Nos últimos dois, três ou até quatro anos, tivemos imensa qualidade nesta equipa. De todos os ciclistas, podias escolher praticamente qualquer oito para o Tour e ainda assim fazer grandes coisas. Toda a gente sabe o que vale e o que tem de fazer. Todos são terra‑a‑terra. Os que correram comigo no Tour serão sempre especiais para mim. Passamos três semanas a sofrer juntos por um objetivo e criamos uma ligação. Tornamo-nos uma família.
Qual é a coisa mais importante numa Grande Volta?
Estar o menos stressado possível. Todos precisam de saber ao que vão. Há dias em que alguém se sente pior e aí a comunicação é muito importante. Nunca há um dia perfeito para todos. É preciso comunicar bem, conhecer o plano e depois dar tudo por esse objetivo. Dar-se bem com os colegas e o staff também é muito importante.
Disseste que é difícil chegar ao topo, mas ainda mais difícil manter-se lá. Sentes isso mais agora?

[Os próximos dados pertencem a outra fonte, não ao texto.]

//! DynamoDB expression compiler and request builders.
//!
//! Filter verbs build typed predicates, predicates collect into an expression
//! tree, and each builder compiles its tree into a wire-ready request body with
//! collision-free value placeholders. Nothing here talks to a store: hand the
//! [`CompiledRequest`] to whatever client sends requests.
#![allow(clippy::doc_markdown)]

pub mod builder;
pub mod config;
pub mod error;
pub mod expression;

pub use builder::{
    BatchWriteBuilder, CompiledRequest, FilterBuilder, QueryBuilder, RequestOverrides,
    ScanBuilder, Table, UpdateBuilder,
};
pub use config::{PlaceholderStrategy, QueryConfig};
pub use error::{QueryError, QueryResult};
pub use expression::{Connective, Operand, PredicateKind, PredicateSpec};
//! The DynamoDB operations a compiled request can target.

use std::fmt;

/// Store operations produced by the request builders.
#[derive(Debug, Clone, Copy, PartialEq, Eq, Hash)]
pub enum StoreOperation {
    /// Read every item of a table or index, filtered.
    Scan,
    /// Read items by key condition, filtered.
    Query,
    /// Modify attributes of one item.
    UpdateItem,
    /// Put or delete many items across tables.
    BatchWriteItem,
}

impl StoreOperation {
    /// Returns the AWS operation name, as used in the `X-Amz-Target` header.
    #[must_use]
    pub fn as_str(&self) -> &'static str {
        match self {
            Self::Scan => "Scan",
            Self::Query => "Query",
            Self::UpdateItem => "UpdateItem",
            Self::BatchWriteItem => "BatchWriteItem",
        }
    }

    /// The full `X-Amz-Target` header value for this operation.
    #[must_use]
    pub fn target(&self) -> String {
        format!("DynamoDB_20120810.{}", self.as_str())
    }
}

impl fmt::Display for StoreOperation {
    fn fmt(&self, f: &mut fmt::Formatter<'_>) -> fmt::Result {
        f.write_str(self.as_str())
    }
}
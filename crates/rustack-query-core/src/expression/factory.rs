//! Predicate construction by kind or by name.

use rustack_query_model::Marshaler;
use serde::Deserialize;
use serde_json::Value;
use tracing::trace;

use super::placeholder::PlaceholderGenerator;
use super::predicate::{Connective, Operand, Predicate, PredicateKind};
use crate::error::QueryResult;

/// A declarative predicate, as found in JSON filter definitions.
///
/// ```json
/// {"expression": "BeginsWith", "key": "game", "value": "FIFA", "operator": "or"}
/// ```
///
/// An array `value` is treated as a collection operand.
#[derive(Debug, Clone, PartialEq, Deserialize)]
pub struct PredicateSpec {
    /// Predicate kind name, resolved loosely (`NotEq`, `not_eq`, ...).
    pub expression: String,
    /// Attribute name or `#alias`.
    pub key: String,
    /// Operand in plain JSON; marshaled on resolution.
    pub value: Value,
    /// Connective to the previous predicate.
    #[serde(default)]
    pub operator: Connective,
}

/// Builds predicates that draw placeholders from one request's sequence.
#[derive(Debug, Clone, Default)]
pub struct PredicateFactory {
    placeholders: PlaceholderGenerator,
    marshaler: Marshaler,
}

impl PredicateFactory {
    /// Factory over the given placeholder sequence and marshaler.
    #[must_use]
    pub fn new(placeholders: PlaceholderGenerator, marshaler: Marshaler) -> Self {
        Self {
            placeholders,
            marshaler,
        }
    }

    /// The placeholder sequence this factory draws from.
    #[must_use]
    pub fn placeholders(&self) -> &PlaceholderGenerator {
        &self.placeholders
    }

    /// The marshaler used for declarative operands.
    #[must_use]
    pub fn marshaler(&self) -> Marshaler {
        self.marshaler
    }

    /// Create a predicate of `kind`.
    pub fn create(
        &self,
        kind: PredicateKind,
        key: impl Into<String>,
        operand: Operand,
        connective: Connective,
    ) -> QueryResult<Predicate> {
        let predicate = Predicate::new(kind, key, operand, connective, &self.placeholders)?;
        trace!(
            kind = %kind,
            key = predicate.key(),
            placeholders = predicate.placeholders().count(),
            "created predicate"
        );
        Ok(predicate)
    }

    /// Create a predicate from a kind name such as `"NotEq"`.
    pub fn create_named(
        &self,
        name: &str,
        key: impl Into<String>,
        operand: Operand,
        connective: Connective,
    ) -> QueryResult<Predicate> {
        let kind: PredicateKind = name.parse()?;
        self.create(kind, key, operand, connective)
    }

    /// Resolve a declarative predicate.
    pub fn from_spec(&self, spec: &PredicateSpec) -> QueryResult<Predicate> {
        let kind: PredicateKind = spec.expression.parse()?;
        let operand = match &spec.value {
            Value::Array(values) => Operand::Collection(
                values
                    .iter()
                    .map(|v| self.marshaler.marshal_json(v.clone()))
                    .collect(),
            ),
            other => Operand::Scalar(self.marshaler.marshal_json(other.clone())),
        };
        self.create(kind, spec.key.as_str(), operand, spec.operator)
    }
}

impl From<PlaceholderGenerator> for PredicateFactory {
    fn from(placeholders: PlaceholderGenerator) -> Self {
        Self::new(placeholders, Marshaler::default())
    }
}
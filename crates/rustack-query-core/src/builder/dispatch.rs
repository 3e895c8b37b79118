//! String-driven verb dispatch.
//!
//! Resolves names like `orContains`, `or_contains` or `andNotEq` into a
//! connective and a predicate kind. The typed builder methods never go through
//! here; this exists for callers that hold verb names as data.

use crate::error::{QueryError, QueryResult};
use crate::expression::{Connective, PredicateKind};

/// Split a connective-prefixed verb name into its connective and kind.
///
/// The prefix is matched case-insensitively and may be followed by `_`.
/// Fails with [`QueryError::UnsupportedOperation`] when there is no `and`/`or`
/// prefix or when the remainder names no predicate kind.
pub fn parse_call(name: &str) -> QueryResult<(Connective, PredicateKind)> {
    let unsupported = || QueryError::UnsupportedOperation {
        name: name.to_owned(),
    };

    let (connective, rest) = split_prefix(name).ok_or_else(unsupported)?;
    let rest = rest.strip_prefix('_').unwrap_or(rest);
    if rest.is_empty() {
        return Err(unsupported());
    }

    let kind = PredicateKind::from_name(rest).ok_or_else(unsupported)?;
    Ok((connective, kind))
}

fn split_prefix(name: &str) -> Option<(Connective, &str)> {
    [(Connective::And, "and"), (Connective::Or, "or")]
        .into_iter()
        .find_map(|(connective, prefix)| {
            let head = name.get(..prefix.len())?;
            head.eq_ignore_ascii_case(prefix)
                .then(|| (connective, &name[prefix.len()..]))
        })
}
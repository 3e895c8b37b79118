//! The filter verbs shared by scan and query builders.

use rustack_query_model::{AttributeValue, ExpressionAttributeNames, ExpressionAttributeValues};
use tracing::debug;

use super::dispatch::parse_call;
use crate::error::{QueryError, QueryResult};
use crate::expression::{
    Connective, Expression, ExpressionTree, Fragment, Operand, PredicateFactory, PredicateKind,
    PredicateSpec,
};

macro_rules! scalar_verbs {
    ($($kind:ident => $base:ident, $and:ident, $or:ident;)*) => {
        $(
            #[doc = concat!(
                "Append a `", stringify!($kind),
                "` predicate with the default connective (`and`)."
            )]
            fn $base(
                self,
                key: impl Into<String>,
                value: impl Into<AttributeValue>,
            ) -> QueryResult<Self> {
                self.filter(Connective::And, PredicateKind::$kind, key, Operand::scalar(value))
            }

            #[doc = concat!("Append a `", stringify!($kind), "` predicate joined by `and`.")]
            fn $and(
                self,
                key: impl Into<String>,
                value: impl Into<AttributeValue>,
            ) -> QueryResult<Self> {
                self.filter(Connective::And, PredicateKind::$kind, key, Operand::scalar(value))
            }

            #[doc = concat!("Append a `", stringify!($kind), "` predicate joined by `or`.")]
            fn $or(
                self,
                key: impl Into<String>,
                value: impl Into<AttributeValue>,
            ) -> QueryResult<Self> {
                self.filter(Connective::Or, PredicateKind::$kind, key, Operand::scalar(value))
            }
        )*
    };
}

/// Fluent filter composition over an owned [`ExpressionTree`].
///
/// Every verb consumes the builder and hands it back, so chains read
/// `builder.eq("a", 1)?.or_contains("#b", "x")?`. Implementors only provide
/// access to their tree, factory and alias map.
pub trait FilterBuilder: Sized {
    /// The factory drawing from this request's placeholder sequence.
    fn factory(&self) -> &PredicateFactory;

    /// The filter tree.
    fn filter_tree(&self) -> &ExpressionTree;

    /// The filter tree, mutably.
    fn filter_tree_mut(&mut self) -> &mut ExpressionTree;

    /// The attribute-name alias map, mutably.
    fn attribute_names_mut(&mut self) -> &mut ExpressionAttributeNames;

    /// An empty builder for the same target sharing this placeholder sequence.
    #[must_use]
    fn branch(&self) -> Self;

    /// Every value binding the compiled request will carry.
    fn bound_values(&self) -> ExpressionAttributeValues {
        self.filter_tree().bindings()
    }

    /// Append a predicate of `kind` joined by `connective`.
    fn filter(
        mut self,
        connective: Connective,
        kind: PredicateKind,
        key: impl Into<String>,
        operand: Operand,
    ) -> QueryResult<Self> {
        let predicate = self.factory().create(kind, key, operand, connective)?;
        self.filter_tree_mut().push(predicate);
        Ok(self)
    }

    /// Append a predicate named by a connective-prefixed verb such as
    /// `orContains` or `and_not_eq`.
    fn call(self, name: &str, key: impl Into<String>, operand: Operand) -> QueryResult<Self> {
        let (connective, kind) = parse_call(name)?;
        self.filter(connective, kind, key, operand)
    }

    /// Append a declarative predicate.
    fn apply(mut self, spec: &PredicateSpec) -> QueryResult<Self> {
        let predicate = self.factory().from_spec(spec)?;
        self.filter_tree_mut().push(predicate);
        Ok(self)
    }

    /// Append several declarative predicates in order.
    fn apply_all<'a>(
        self,
        specs: impl IntoIterator<Item = &'a PredicateSpec>,
    ) -> QueryResult<Self> {
        specs.into_iter().try_fold(self, Self::apply)
    }

    scalar_verbs! {
        Eq => eq, and_eq, or_eq;
        NotEq => not_eq, and_not_eq, or_not_eq;
        Gt => gt, and_gt, or_gt;
        GtEq => gt_eq, and_gt_eq, or_gt_eq;
        Lt => lt, and_lt, or_lt;
        LtEq => lt_eq, and_lt_eq, or_lt_eq;
        Contains => contains, and_contains, or_contains;
        BeginsWith => begins_with, and_begins_with, or_begins_with;
    }

    /// Append an `in` predicate with the default connective (`and`).
    fn in_<V: Into<AttributeValue>>(
        self,
        key: impl Into<String>,
        values: impl IntoIterator<Item = V>,
    ) -> QueryResult<Self> {
        self.filter(Connective::And, PredicateKind::In, key, Operand::collection(values))
    }

    /// Append an `in` predicate joined by `and`.
    fn and_in<V: Into<AttributeValue>>(
        self,
        key: impl Into<String>,
        values: impl IntoIterator<Item = V>,
    ) -> QueryResult<Self> {
        self.filter(Connective::And, PredicateKind::In, key, Operand::collection(values))
    }

    /// Append an `in` predicate joined by `or`.
    fn or_in<V: Into<AttributeValue>>(
        self,
        key: impl Into<String>,
        values: impl IntoIterator<Item = V>,
    ) -> QueryResult<Self> {
        self.filter(Connective::Or, PredicateKind::In, key, Operand::collection(values))
    }

    /// Embed `other`'s rendered filter and bindings as one opaque leaf.
    ///
    /// `other` should draw from this builder's placeholder sequence, as
    /// builders from [`FilterBuilder::branch`] or one [`crate::Table`] do. A
    /// builder with its own sequence is accepted only when that sequence can
    /// never produce a placeholder this one produces; otherwise the parent's
    /// next verb could rebind one of the child's tokens. An empty `other` adds
    /// nothing.
    fn sub_query(mut self, other: &Self, connective: Connective) -> QueryResult<Self> {
        let child = other.filter_tree();
        if child.is_empty() {
            return Ok(self);
        }

        let ours = self.factory().placeholders();
        let theirs = other.factory().placeholders();
        if !ours.shares_sequence_with(theirs) {
            let incoming = child.bindings();
            let bound = self.bound_values();
            let collision = if ours.may_collide_with(theirs) {
                incoming.into_keys().min()
            } else {
                incoming.into_keys().find(|k| bound.contains_key(k))
            };
            if let Some(placeholder) = collision {
                return Err(QueryError::PlaceholderCollision { placeholder });
            }
        }

        debug!(
            connective = %connective,
            bindings = child.binding_count(),
            "embedding sub-query"
        );
        let fragment = Fragment::capture(child, connective);
        self.filter_tree_mut().push(fragment);
        Ok(self)
    }

    /// Nest `tree` as a parenthesised group. An empty tree adds nothing.
    #[must_use]
    fn sub_tree(mut self, connective: Connective, tree: ExpressionTree) -> Self {
        if !tree.is_empty() {
            self.filter_tree_mut().add(connective, tree);
        }
        self
    }

    /// Build a parenthesised group with a branched builder.
    ///
    /// ```ignore
    /// scan.eq("status", "active")?
    ///     .group(Connective::Or, |g| g.gt("score", 10)?.and_lt("score", 20))?
    /// ```
    fn group(
        self,
        connective: Connective,
        build: impl FnOnce(Self) -> QueryResult<Self>,
    ) -> QueryResult<Self> {
        let mut child = build(self.branch())?;
        let tree = std::mem::take(child.filter_tree_mut());
        Ok(self.sub_tree(connective, tree))
    }

    /// Replace the attribute-name alias map.
    #[must_use]
    fn with_attribute_names<K, V>(mut self, names: impl IntoIterator<Item = (K, V)>) -> Self
    where
        K: Into<String>,
        V: Into<String>,
    {
        *self.attribute_names_mut() = names
            .into_iter()
            .map(|(alias, name)| (alias.into(), name.into()))
            .collect();
        self
    }
}
//! Shared DynamoDB request types and item aliases.

use std::collections::HashMap;

use serde::{Deserialize, Serialize};

use crate::attribute_value::AttributeValue;

/// A DynamoDB item: attribute names mapped to values.
pub type Item = HashMap<String, AttributeValue>;

/// A primary key: key attribute names mapped to values.
pub type Key = HashMap<String, AttributeValue>;

/// Expression attribute names (`#alias` to real attribute name).
pub type ExpressionAttributeNames = HashMap<String, String>;

/// Expression attribute values (`:placeholder` to value).
pub type ExpressionAttributeValues = HashMap<String, AttributeValue>;

/// One entry of a `BatchWriteItem` request. Exactly one side is set.
#[derive(Debug, Clone, PartialEq, Serialize, Deserialize)]
#[serde(rename_all = "PascalCase")]
pub struct WriteRequest {
    /// A request to put an item.
    #[serde(skip_serializing_if = "Option::is_none")]
    pub put_request: Option<PutRequest>,
    /// A request to delete an item.
    #[serde(skip_serializing_if = "Option::is_none")]
    pub delete_request: Option<DeleteRequest>,
}

impl WriteRequest {
    /// Wrap an item in a put request.
    #[must_use]
    pub fn put(item: Item) -> Self {
        Self {
            put_request: Some(PutRequest { item }),
            delete_request: None,
        }
    }

    /// Wrap a key in a delete request.
    #[must_use]
    pub fn delete(key: Key) -> Self {
        Self {
            put_request: None,
            delete_request: Some(DeleteRequest { key }),
        }
    }
}

/// A put within a `BatchWriteItem` operation.
#[derive(Debug, Clone, PartialEq, Serialize, Deserialize)]
#[serde(rename_all = "PascalCase")]
pub struct PutRequest {
    /// The item attributes to put.
    pub item: Item,
}

/// A delete within a `BatchWriteItem` operation.
#[derive(Debug, Clone, PartialEq, Serialize, Deserialize)]
#[serde(rename_all = "PascalCase")]
pub struct DeleteRequest {
    /// The primary key of the item to delete.
    pub key: Key,
}

/// Attributes to retrieve in a `Query` or `Scan` operation.
#[derive(Debug, Clone, Copy, PartialEq, Eq, Hash, Default, Serialize, Deserialize)]
#[serde(rename_all = "SCREAMING_SNAKE_CASE")]
pub enum Select {
    /// All attributes of the item.
    #[default]
    AllAttributes,
    /// All projected attributes (index reads).
    AllProjectedAttributes,
    /// Only the attributes named in `ProjectionExpression`.
    SpecificAttributes,
    /// Only the number of matching items.
    Count,
}

/// What an `UpdateItem` call returns.
#[derive(Debug, Clone, Copy, PartialEq, Eq, Hash, Default, Serialize, Deserialize)]
#[serde(rename_all = "SCREAMING_SNAKE_CASE")]
pub enum ReturnValue {
    /// Nothing is returned.
    #[default]
    None,
    /// All attributes as they were before the update.
    AllOld,
    /// Updated attributes as they were before the update.
    UpdatedOld,
    /// All attributes as they are after the update.
    AllNew,
    /// Updated attributes as they are after the update.
    UpdatedNew,
}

Todos os anos são um pouco diferentes. Há sempre algo que muda. Não foi fácil chegar ao topo e não é fácil manter-me lá. Trabalhámos muito para isso. Há muita tensão, media e obrigações com patrocinadores. É duro, mas não em demasia. Tento desfrutar deste momento. Tive a sorte de estar no topo e procuro tirar o máximo para mim e para as pessoas à minha volta.
Ainda tens tempo para ser o Tadej normal, da Eslovénia?

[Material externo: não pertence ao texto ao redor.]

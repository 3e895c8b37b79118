//! Typed filter predicates.
//!
//! A [`Predicate`] is one condition on one attribute: a kind, a key, a
//! connective and its operand values. Each operand is bound to its own
//! placeholder when the predicate is constructed, and both [`Predicate::render`]
//! and the bindings reuse those placeholders.

use std::fmt;
use std::str::FromStr;

use rustack_query_model::{AttributeValue, ExpressionAttributeValues};

use super::placeholder::{Placeholder, PlaceholderGenerator};
use super::tree::Expression;
use crate::error::{QueryError, QueryResult};

/// Boolean joiner between sibling expressions.
#[derive(Debug, Clone, Copy, PartialEq, Eq, Hash, Default, serde::Serialize, serde::Deserialize)]
#[serde(rename_all = "lowercase")]
pub enum Connective {
    /// Logical AND.
    #[default]
    And,
    /// Logical OR.
    Or,
}

impl Connective {
    /// The token emitted between sibling expressions.
    #[must_use]
    pub fn as_str(&self) -> &'static str {
        match self {
            Self::And => "and",
            Self::Or => "or",
        }
    }
}

impl fmt::Display for Connective {
    fn fmt(&self, f: &mut fmt::Formatter<'_>) -> fmt::Result {
        f.write_str(self.as_str())
    }
}

impl FromStr for Connective {
    type Err = QueryError;

    fn from_str(s: &str) -> Result<Self, Self::Err> {
        if s.eq_ignore_ascii_case("and") {
            Ok(Self::And)
        } else if s.eq_ignore_ascii_case("or") {
            Ok(Self::Or)
        } else {
            Err(QueryError::UnsupportedOperation { name: s.to_owned() })
        }
    }
}

/// Whether a predicate takes one operand or a collection of them.
#[derive(Debug, Clone, Copy, PartialEq, Eq)]
pub enum OperandShape {
    /// Exactly one value.
    Scalar,
    /// A non-empty list of values.
    Collection,
}

impl OperandShape {
    fn describe(self) -> &'static str {
        match self {
            Self::Scalar => "a scalar operand",
            Self::Collection => "a collection operand",
        }
    }
}

/// The closed set of predicate kinds.
#[derive(Debug, Clone, Copy, PartialEq, Eq, Hash)]
pub enum PredicateKind {
    /// `key = :v`
    Eq,
    /// `key <> :v`
    NotEq,
    /// `key > :v`
    Gt,
    /// `key >= :v`
    GtEq,
    /// `key < :v`
    Lt,
    /// `key <= :v`
    LtEq,
    /// `contains(key, :v)`
    Contains,
    /// `begins_with(key, :v)`
    BeginsWith,
    /// `key in (:v1,:v2,...)`
    In,
}

impl PredicateKind {
    /// Every kind, in registry order.
    pub const ALL: [Self; 9] = [
        Self::Eq,
        Self::NotEq,
        Self::Gt,
        Self::GtEq,
        Self::Lt,
        Self::LtEq,
        Self::Contains,
        Self::BeginsWith,
        Self::In,
    ];

    /// The registered name of this kind.
    #[must_use]
    pub fn name(&self) -> &'static str {
        match self {
            Self::Eq => "Eq",
            Self::NotEq => "NotEq",
            Self::Gt => "Gt",
            Self::GtEq => "GtEq",
            Self::Lt => "Lt",
            Self::LtEq => "LtEq",
            Self::Contains => "Contains",
            Self::BeginsWith => "BeginsWith",
            Self::In => "In",
        }
    }

    /// Resolve a kind by name. Case and underscores are ignored, so `NotEq`,
    /// `not_eq` and `noteq` all resolve to [`PredicateKind::NotEq`].
    #[must_use]
    pub fn from_name(name: &str) -> Option<Self> {
        let wanted = normalize(name);
        Self::ALL
            .into_iter()
            .find(|kind| normalize(kind.name()) == wanted)
    }

    /// The operand shape this kind accepts.
    #[must_use]
    pub fn operand_shape(&self) -> OperandShape {
        match self {
            Self::In => OperandShape::Collection,
            Self::Eq
            | Self::NotEq
            | Self::Gt
            | Self::GtEq
            | Self::Lt
            | Self::LtEq
            | Self::Contains
            | Self::BeginsWith => OperandShape::Scalar,
        }
    }

    fn render(self, key: &str, placeholders: &[String]) -> String {
        let first = placeholders.first().map_or("", String::as_str);
        match self {
            Self::Eq => format!("{key} = {first}"),
            Self::NotEq => format!("{key} <> {first}"),
            Self::Gt => format!("{key} > {first}"),
            Self::GtEq => format!("{key} >= {first}"),
            Self::Lt => format!("{key} < {first}"),
            Self::LtEq => format!("{key} <= {first}"),
            Self::Contains => format!("contains({key}, {first})"),
            Self::BeginsWith => format!("begins_with({key}, {first})"),
            Self::In => format!("{key} in ({})", placeholders.join(",")),
        }
    }
}

impl fmt::Display for PredicateKind {
    fn fmt(&self, f: &mut fmt::Formatter<'_>) -> fmt::Result {
        f.write_str(self.name())
    }
}

impl FromStr for PredicateKind {
    type Err = QueryError;

    fn from_str(s: &str) -> Result<Self, Self::Err> {
        Self::from_name(s).ok_or_else(|| QueryError::UnknownPredicateKind { kind: s.to_owned() })
    }
}

pub(crate) fn normalize(name: &str) -> String {
    name.chars()
        .filter(|c| *c != '_')
        .map(|c| c.to_ascii_lowercase())
        .collect()
}

/// An operand as supplied by the caller: one value or a collection.
#[derive(Debug, Clone, PartialEq)]
pub enum Operand {
    /// A single value.
    Scalar(AttributeValue),
    /// A list of values, one placeholder each.
    Collection(Vec<AttributeValue>),
}

impl Operand {
    /// A scalar operand.
    pub fn scalar(value: impl Into<AttributeValue>) -> Self {
        Self::Scalar(value.into())
    }

    /// A collection operand.
    pub fn collection<V: Into<AttributeValue>>(values: impl IntoIterator<Item = V>) -> Self {
        Self::Collection(values.into_iter().map(Into::into).collect())
    }

    /// The shape of this operand.
    #[must_use]
    pub fn shape(&self) -> OperandShape {
        match self {
            Self::Scalar(_) => OperandShape::Scalar,
            Self::Collection(_) => OperandShape::Collection,
        }
    }
}

impl From<AttributeValue> for Operand {
    fn from(value: AttributeValue) -> Self {
        Self::Scalar(value)
    }
}

impl From<Vec<AttributeValue>> for Operand {
    fn from(values: Vec<AttributeValue>) -> Self {
        Self::Collection(values)
    }
}

/// One typed condition with its placeholder bindings.
#[derive(Debug, Clone, PartialEq)]
pub struct Predicate {
    kind: PredicateKind,
    key: String,
    connective: Connective,
    bound: Vec<(Placeholder, AttributeValue)>,
}

impl Predicate {
    /// Build a predicate, binding one fresh placeholder per operand value.
    ///
    /// Fails with [`QueryError::InvalidOperandKind`] when the operand shape
    /// does not match `kind`, or when a collection operand is empty.
    pub fn new(
        kind: PredicateKind,
        key: impl Into<String>,
        operand: Operand,
        connective: Connective,
        placeholders: &PlaceholderGenerator,
    ) -> QueryResult<Self> {
        let expected = kind.operand_shape();
        let values = match (expected, operand) {
            (OperandShape::Scalar, Operand::Scalar(value)) => vec![value],
            (OperandShape::Collection, Operand::Collection(values)) if !values.is_empty() => {
                values
            }
            (OperandShape::Collection, Operand::Collection(_)) => {
                return Err(QueryError::InvalidOperandKind {
                    kind: kind.name(),
                    expected: "a non-empty collection operand",
                    found: "an empty collection",
                });
            }
            (expected, operand) => {
                return Err(QueryError::InvalidOperandKind {
                    kind: kind.name(),
                    expected: expected.describe(),
                    found: operand.shape().describe(),
                });
            }
        };

        let bound = values
            .into_iter()
            .map(|value| (placeholders.next_placeholder(), value))
            .collect();

        Ok(Self {
            kind,
            key: key.into(),
            connective,
            bound,
        })
    }

    /// Replace the connective joining this predicate to its predecessor.
    #[must_use]
    pub fn with_connective(mut self, connective: Connective) -> Self {
        self.connective = connective;
        self
    }

    /// The predicate kind.
    #[must_use]
    pub fn kind(&self) -> PredicateKind {
        self.kind
    }

    /// The attribute name or `#alias` this predicate tests.
    #[must_use]
    pub fn key(&self) -> &str {
        &self.key
    }

    /// Placeholders bound by this predicate, in operand order.
    pub fn placeholders(&self) -> impl Iterator<Item = &Placeholder> {
        self.bound.iter().map(|(placeholder, _)| placeholder)
    }
}

impl Expression for Predicate {
    fn render(&self) -> String {
        let tokens: Vec<String> = self.placeholders().map(Placeholder::token).collect();
        self.kind.render(&self.key, &tokens)
    }

    fn bind_into(&self, values: &mut ExpressionAttributeValues) {
        for (placeholder, value) in &self.bound {
            values.insert(placeholder.token(), value.clone());
        }
    }

    fn binding_count(&self) -> usize {
        self.bound.len()
    }

    fn connective(&self) -> Connective {
        self.connective
    }
}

Às vezes, sim. Mas mesmo assim, por vezes alguém reconhece-te. Já não podes ser realmente o Tadej normal. Mas ainda tenho tempo para ser um tipo normal.

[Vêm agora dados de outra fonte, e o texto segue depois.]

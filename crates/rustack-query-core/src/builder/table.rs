//! Entry point binding a table, an optional index and a configuration.

use crate::config::QueryConfig;
use crate::error::QueryResult;
use crate::expression::{PlaceholderGenerator, PredicateFactory};

use super::batch_write::BatchWriteBuilder;
use super::query::QueryBuilder;
use super::scan::ScanBuilder;
use super::update::UpdateBuilder;

/// Creates request builders for one table.
///
/// Every builder draws from one placeholder sequence owned by the table, so a
/// scan can embed another scan from the same table as a sub-query without its
/// placeholders clashing. Clones of a `Table` share that sequence too.
///
/// ```
/// use rustack_query_core::{FilterBuilder, Table};
///
/// let request = Table::new("games")
///     .scan()
///     .eq("id", 2)?
///     .or_begins_with("game", "C")?
///     .compile(None)?;
/// assert_eq!(request.filter_expression(), Some("(id = :p1 or begins_with(game, :p2))"));
/// # Ok::<(), rustack_query_core::QueryError>(())
/// ```
#[derive(Debug, Clone)]
pub struct Table {
    name: String,
    index: Option<String>,
    config: QueryConfig,
    placeholders: PlaceholderGenerator,
}

impl Table {
    /// A table with the default configuration.
    pub fn new(name: impl Into<String>) -> Self {
        let config = QueryConfig::default();
        Self {
            name: name.into(),
            index: None,
            placeholders: PlaceholderGenerator::new(&config),
            config,
        }
    }

    /// A table configured from the environment.
    pub fn from_env(name: impl Into<String>) -> QueryResult<Self> {
        Self::new(name).with_config(QueryConfig::from_env()?)
    }

    /// Use `config` for every builder created afterwards. This starts a new
    /// placeholder sequence.
    pub fn with_config(mut self, config: QueryConfig) -> QueryResult<Self> {
        config.validate()?;
        self.placeholders = PlaceholderGenerator::new(&config);
        self.config = config;
        Ok(self)
    }

    /// Target a secondary index in scans and queries.
    #[must_use]
    pub fn with_index(mut self, index: impl Into<String>) -> Self {
        self.index = Some(index.into());
        self
    }

    /// The table name.
    #[must_use]
    pub fn name(&self) -> &str {
        &self.name
    }

    /// The active configuration.
    #[must_use]
    pub fn config(&self) -> &QueryConfig {
        &self.config
    }

    /// A new scan of this table.
    #[must_use]
    pub fn scan(&self) -> ScanBuilder {
        let scan = ScanBuilder::with_factory(self.name.clone(), self.factory());
        match &self.index {
            Some(index) => scan.index(index.clone()),
            None => scan,
        }
    }

    /// A new query of this table.
    #[must_use]
    pub fn query(&self) -> QueryBuilder {
        let query = QueryBuilder::with_factory(self.name.clone(), self.factory());
        match &self.index {
            Some(index) => query.index(index.clone()),
            None => query,
        }
    }

    /// A new batch write whose first writes target this table.
    #[must_use]
    pub fn batch_write(&self) -> BatchWriteBuilder {
        BatchWriteBuilder::with_marshaler(self.name.clone(), self.config.marshaler())
    }

    /// A new item update on this table.
    #[must_use]
    pub fn update(&self) -> UpdateBuilder {
        UpdateBuilder::with_factory(self.name.clone(), self.factory())
    }

    fn factory(&self) -> PredicateFactory {
        PredicateFactory::new(self.placeholders.clone(), self.config.marshaler())
    }
}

Continuas a correr as clássicas enquanto apontas ao Tour. Percebes por que motivo alguns ciclistas optam por não fazer as duas coisas?
Cada um tem a sua forma de preparar os grandes objetivos. Percebi que consigo conciliar clássicas e Tour. Claro que é duro correr um monumento quase todas as semanas e depois mudar para a montanha. Às vezes também gostaria de fazer algumas provas de uma semana e altitude antes do Tour, mas isso não é muito a minha praia. Completamente compreensível nos outros. Respeito a decisão do Remco de não fazer as clássicas, porque não é fácil.
Parece que te divertes mais nas clássicas do que no Tour. É justo dizer isso?
As clássicas são de um dia, tudo está focado nesse dia. No Tour tens pressão todos os dias durante três semanas. O Tour é muito mais stressante. Trabalhas todos os dias. Sofres durante vinte e uma etapas e no fim ficas satisfeito com o que fizeste.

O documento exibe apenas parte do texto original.